Cuando Laura volvió aquella noche a su residencia, después de su jornada por el Tokio real, no se sentía decepcionada, sino todo lo contrario: sentía que por fin empezaba a entender el país de verdad.

Había llegado a Japón enamorada de sus anime y sus templos, y descubría ahora que detrás de esa postal había una sociedad viva, contradictoria y fascinante, que luchaba con algunos de los problemas más difíciles del siglo y que, pese a todo, seguía siendo uno de los lugares más seguros, cuidados y admirables del mundo.

Las dos cosas eran ciertas, y juntas formaban algo mucho más interesante que cualquiera de ellas por separado.

Esa es la invitación de esta serie: mirar a Japón con los ojos bien abiertos, sin idealizarlo ni dramatizarlo, conscientes de que un país no es ni sus folletos turísticos ni sus titulares más sombríos, sino algo mucho más rico que vive entre los dos. Conocer el envejecimiento, la economía, la política y los retos sociales de Japón no le quita ni un ápice de magia a sus cerezos: simplemente, los pone en su sitio, en el suelo firme de la realidad. Y desde ahí, la admiración se vuelve comprensión.

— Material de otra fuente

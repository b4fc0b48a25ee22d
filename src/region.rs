//! Region map: an arena of region descriptors plus an ordered index over
//! their start addresses.
//!
//! Regions live in a stable-id arena and `InUse` PTEs carry the id, not a
//! pointer, so a region and the PTEs referencing it never form a
//! raw-pointer cycle. The map itself is a sorted `Vec` with overlap-aware
//! split/extend/admission operations over it.

use alloc::vec::Vec;

use crate::collab::MemScheduler;
use crate::error::{MmError, MmResult};
use crate::pte::{Pte, PteState};
use crate::ptable::CanonicalTree;
use crate::swap::SwapEngine;
use crate::types::{
    align_up, is_page_aligned, lpn_of, pages_for, BackingKind, Lpn, Prot, RegionId, UsageCategory,
    VirtAddr, CODE_MMAP_BASE, DATA_MMAP_BASE, MMAP_BAND_END, PAGE_SIZE,
};

#[derive(Debug, Clone)]
pub struct Region {
    pub start: VirtAddr,
    pub length: u64,
    pub prot: Prot,
    pub backing: BackingKind,
    pub backing_handle: Option<u64>,
    pub backing_offset: u64,
    pub pinned: bool,
    pub reserved_pages: u64,
    pub refcount: u32,
}

impl Region {
    pub fn end(&self) -> VirtAddr {
        self.start + self.length
    }

    pub fn n_pages(&self) -> u64 {
        pages_for(self.length)
    }

    pub fn contains(&self, addr: VirtAddr) -> bool {
        addr >= self.start && addr < self.end()
    }

    pub fn overlaps(&self, start: VirtAddr, end: VirtAddr) -> bool {
        self.start < end && start < self.end()
    }

    pub fn category(&self) -> UsageCategory {
        self.backing.usage_category()
    }
}

/// A PTE snapshot taken by [`RegionMap::clear_range`] so the caller can
/// flush the TLB and free any backing resources after the range is cleared,
/// rather than doing it page-by-page while still walking the tree.
#[derive(Debug, Clone, Copy)]
pub struct ClearedPte {
    pub lpn: Lpn,
    pub prev: PteState,
}

pub struct RegionMap {
    arena: Vec<Option<Region>>,
    /// Region ids, kept sorted by `arena[id].start`. Invariant 1: always
    /// sorted, non-overlapping, every start page-aligned.
    order: Vec<RegionId>,
}

impl RegionMap {
    pub fn new() -> Self {
        RegionMap { arena: Vec::new(), order: Vec::new() }
    }

    pub fn get(&self, id: RegionId) -> Option<&Region> {
        self.arena.get(id.0 as usize).and_then(|r| r.as_ref())
    }

    pub fn get_mut(&mut self, id: RegionId) -> Option<&mut Region> {
        self.arena.get_mut(id.0 as usize).and_then(|r| r.as_mut())
    }

    pub fn iter(&self) -> impl Iterator<Item = (RegionId, &Region)> {
        self.order.iter().filter_map(move |id| self.get(*id).map(|r| (*id, r)))
    }

    fn insert_order(&mut self, id: RegionId) {
        let start = self.get(id).unwrap().start;
        let pos = self.order.iter().position(|&o| self.get(o).unwrap().start > start).unwrap_or(self.order.len());
        self.order.insert(pos, id);
    }

    fn alloc_slot(&mut self, region: Region) -> RegionId {
        if let Some(idx) = self.arena.iter().position(|r| r.is_none()) {
            self.arena[idx] = Some(region);
            RegionId(idx as u32)
        } else {
            self.arena.push(Some(region));
            RegionId((self.arena.len() - 1) as u32)
        }
    }

    fn insert(&mut self, region: Region) -> RegionId {
        let id = self.alloc_slot(region);
        self.insert_order(id);
        id
    }

    fn remove(&mut self, id: RegionId) -> Option<Region> {
        self.order.retain(|&o| o != id);
        self.arena.get_mut(id.0 as usize).and_then(|slot| slot.take())
    }

    /// Region whose `[start, end)` contains `addr`, if any.
    pub fn find_covering(&self, addr: VirtAddr) -> Option<RegionId> {
        // order is sorted by start; linear scan is fine at this scale
        // (region counts per cartel are small relative to page counts).
        self.order.iter().copied().find(|&id| self.get(id).unwrap().contains(addr))
    }

    fn find_overlap(&self, start: VirtAddr, end: VirtAddr) -> Option<RegionId> {
        self.order.iter().copied().find(|&id| self.get(id).unwrap().overlaps(start, end))
    }

    // ---- 4.3 operations -------------------------------------------------

    /// `Ok` if every PTE in `[start_lpn, start_lpn+n_pages)` is Empty.
    pub fn check_empty(&self, tree: &CanonicalTree, start_lpn: Lpn, n_pages: u64) -> MmResult<()> {
        for off in 0..n_pages {
            if !tree.pte(start_lpn + off).is_empty() {
                return Err(MmError::AlreadyExists);
            }
        }
        Ok(())
    }

    /// Sets each Empty PTE in range to `InUse(region, prot)`. If
    /// `mm_info_only`, PTEs already Present are left untouched (used by
    /// `split` to retag PTEs belonging to one half without disturbing
    /// already-faulted-in pages).
    pub fn mark_in_use(
        &self,
        tree: &mut CanonicalTree,
        start_lpn: Lpn,
        n_pages: u64,
        prot: Prot,
        region: RegionId,
        mm_info_only: bool,
    ) -> MmResult<()> {
        tree.for_range(start_lpn, n_pages, |_lpn, pte| {
            match pte.decode() {
                PteState::Empty => {
                    *pte = Pte::set_in_use(prot, region);
                }
                PteState::Present { .. } if mm_info_only => {}
                PteState::InUse { .. } if mm_info_only => {
                    *pte = Pte::set_in_use(prot, region);
                }
                _ => {}
            }
            Ok(())
        })
    }

    /// Clears every PTE in range, appending a snapshot of anything that was
    /// Present/Swapping/Swapped to `pte_accumulator` for the caller to flush
    /// and free. Cancels any in-flight swap for a page in this range via
    /// `swap`. `is_region_pinned` lets the caller account pinned-page
    /// releases without re-deriving it per page.
    pub fn clear_range(
        &self,
        tree: &mut CanonicalTree,
        swap: &mut SwapEngine,
        start_lpn: Lpn,
        n_pages: u64,
        _is_region_pinned: bool,
        pte_accumulator: &mut Vec<ClearedPte>,
    ) -> MmResult<()> {
        tree.for_range(start_lpn, n_pages, |lpn, pte| {
            let prev = pte.decode();
            match prev {
                PteState::Present { .. } => {
                    pte_accumulator.push(ClearedPte { lpn, prev });
                    pte.clear();
                }
                PteState::Swapping { .. } => {
                    swap.cancel(lpn);
                    pte_accumulator.push(ClearedPte { lpn, prev });
                    pte.clear();
                }
                PteState::Swapped { .. } => {
                    pte_accumulator.push(ClearedPte { lpn, prev });
                    pte.clear();
                }
                PteState::InUse { .. } | PteState::Empty => {
                    pte.clear();
                }
            }
            Ok(())
        })?;
        for off in 0..n_pages {
            tree.gc_table(start_lpn + off);
        }
        Ok(())
    }

    fn admit_growth(
        sched: &dyn MemScheduler,
        world: u64,
        category: UsageCategory,
        delta_pages: u64,
    ) -> MmResult<()> {
        if delta_pages == 0 {
            return Ok(());
        }
        if sched.admit(world, category, delta_pages as i64) {
            Ok(())
        } else {
            Err(MmError::LimitExceeded)
        }
    }

    /// Either verifies a caller-chosen address range is empty (respecting
    /// `overwrite`), or first-fit scans the code/data mmap band.
    #[allow(clippy::too_many_arguments)]
    pub fn allocate_range(
        &mut self,
        tree: &mut CanonicalTree,
        sched: &dyn MemScheduler,
        world: u64,
        addr_in_out: &mut VirtAddr,
        overwrite: bool,
        length: u64,
        prot: Prot,
        backing: BackingKind,
        backing_handle: Option<u64>,
        backing_offset: u64,
        pinned: bool,
        exec_flag: bool,
    ) -> MmResult<RegionId> {
        if length == 0 {
            return Err(MmError::BadParam);
        }
        let n_pages = pages_for(length);
        let category = backing.usage_category();
        Self::admit_growth(sched, world, category, n_pages)?;

        let start = if *addr_in_out != 0 {
            let start = *addr_in_out;
            if !is_page_aligned(start) {
                sched.admit(world, category, -(n_pages as i64));
                return Err(MmError::BadParam);
            }
            let end = start + align_up(length);
            if !overwrite && self.find_overlap(start, end).is_some() {
                sched.admit(world, category, -(n_pages as i64));
                return Err(MmError::AlreadyExists);
            }
            start
        } else {
            let band_base = if exec_flag { CODE_MMAP_BASE } else { DATA_MMAP_BASE };
            match self.first_fit(band_base, MMAP_BAND_END, align_up(length)) {
                Some(addr) => addr,
                None => {
                    sched.admit(world, category, -(n_pages as i64));
                    return Err(MmError::NoMemory);
                }
            }
        };

        let region = Region {
            start,
            length: align_up(length),
            prot,
            backing,
            backing_handle,
            backing_offset,
            pinned,
            reserved_pages: if pinned { n_pages } else { 0 },
            refcount: 0,
        };
        let id = self.insert(region);
        let start_lpn = lpn_of(start);
        if let Err(e) = self.mark_in_use(tree, start_lpn, n_pages, prot, id, false) {
            self.remove(id);
            sched.admit(world, category, -(n_pages as i64));
            return Err(e);
        }
        *addr_in_out = start;
        Ok(id)
    }

    fn first_fit(&self, band_base: VirtAddr, band_end: VirtAddr, length: u64) -> Option<VirtAddr> {
        let mut cursor = band_base;
        for (_, region) in self.iter() {
            if region.start < band_base || region.start >= band_end {
                continue;
            }
            if region.start >= cursor && region.start - cursor >= length {
                return Some(cursor);
            }
            cursor = cursor.max(region.end());
        }
        if band_end - cursor >= length {
            Some(cursor)
        } else {
            None
        }
    }

    /// Shrinks `region` to end at `split_addr`, creating a new region for
    /// the right half with identical attributes (both halves now reference
    /// the same `backing_handle`; this map does not itself track a backing
    /// object's open-file refcount — see `DESIGN.md`'s backing-lifecycle
    /// note for the gap and what would be needed to close it).
    pub fn split(&mut self, region: RegionId, split_addr: VirtAddr) -> MmResult<RegionId> {
        let (start, end, prot, backing, backing_handle, backing_offset, pinned) = {
            let r = self.get(region).ok_or(MmError::InvalidAddress)?;
            if !r.contains(split_addr) || split_addr == r.start {
                return Err(MmError::BadParam);
            }
            (r.start, r.end(), r.prot, r.backing, r.backing_handle, r.backing_offset, r.pinned)
        };
        let right_offset = if backing.usage_category() == UsageCategory::Shared {
            backing_offset + (split_addr - start)
        } else {
            backing_offset
        };
        let right = Region {
            start: split_addr,
            length: end - split_addr,
            prot,
            backing,
            backing_handle,
            backing_offset: right_offset,
            pinned,
            reserved_pages: 0,
            refcount: 0,
        };
        let right_id = self.insert(right);
        let left = self.get_mut(region).unwrap();
        left.length = split_addr - start;
        Ok(right_id)
    }

    /// If `region` is Anonymous with matching protection/pinning and no
    /// reservation, and the new end would not collide with the next
    /// region, extends it in place and marks the new PTEs in use.
    #[allow(clippy::too_many_arguments)]
    pub fn try_extending(
        &mut self,
        tree: &mut CanonicalTree,
        sched: &dyn MemScheduler,
        world: u64,
        region: RegionId,
        new_length: u64,
        prot: Prot,
        pinned: bool,
    ) -> MmResult<bool> {
        let (start, old_length, eligible) = {
            let r = self.get(region).ok_or(MmError::InvalidAddress)?;
            let eligible = r.backing == BackingKind::Anonymous
                && r.prot == prot
                && r.pinned == pinned
                && r.reserved_pages == 0;
            (r.start, r.length, eligible)
        };
        if !eligible || new_length <= old_length {
            return Ok(false);
        }
        let grown = align_up(new_length) - align_up(old_length);
        let new_end = start + align_up(new_length);
        if let Some(next) = self.order.iter().copied().find(|&id| self.get(id).unwrap().start > start) {
            if self.get(next).unwrap().start < new_end {
                return Ok(false);
            }
        }
        let n_new_pages = grown / PAGE_SIZE as u64;
        Self::admit_growth(sched, world, UsageCategory::Anonymous, n_new_pages)?;
        let old_pages = pages_for(old_length);
        if let Err(e) = self.mark_in_use(tree, lpn_of(start) + old_pages, n_new_pages, prot, region, false) {
            sched.admit(world, UsageCategory::Anonymous, -(n_new_pages as i64));
            return Err(e);
        }
        self.get_mut(region).unwrap().length = align_up(new_length);
        Ok(true)
    }

    /// Searches for an anonymous region ending exactly where a new
    /// `addr_in_out == 0` allocation of `length` could be appended, and
    /// extends it instead of creating a new region.
    pub fn extend_existing(
        &mut self,
        tree: &mut CanonicalTree,
        sched: &dyn MemScheduler,
        world: u64,
        length: u64,
        prot: Prot,
        pinned: bool,
        exec_flag: bool,
    ) -> MmResult<Option<(RegionId, VirtAddr)>> {
        let band_base = if exec_flag { CODE_MMAP_BASE } else { DATA_MMAP_BASE };
        let band_end = MMAP_BAND_END;
        let candidate = self
            .iter()
            .filter(|(_, r)| {
                r.start >= band_base
                    && r.start < band_end
                    && r.backing == BackingKind::Anonymous
                    && r.prot == prot
                    && r.pinned == pinned
                    && r.reserved_pages == 0
            })
            .map(|(id, r)| (id, r.length))
            .next();
        let Some((id, old_length)) = candidate else {
            return Ok(None);
        };
        let new_length = old_length + align_up(length);
        if self.try_extending(tree, sched, world, id, new_length, prot, pinned)? {
            let addr = self.get(id).unwrap().start;
            Ok(Some((id, addr)))
        } else {
            Ok(None)
        }
    }

    pub fn destroy(&mut self, id: RegionId) -> Option<Region> {
        self.remove(id)
    }
}

impl Default for RegionMap {
    fn default() -> Self {
        Self::new()
    }
}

En el próximo artículo bajaremos del plano general al primer gran tema concreto: el mundo del trabajo en Japón, ese universo del salaryman, las largas jornadas y la reforma laboral que tanto dice de cómo es, de verdad, la vida cotidiana en el país. Pero, antes de pasar página, quédate con la idea que abre toda esta serie: que el Japón más admirable no es el de los sueños, sino el real, con sus luces y sus sombras, esperando a que lo conozcamos entero.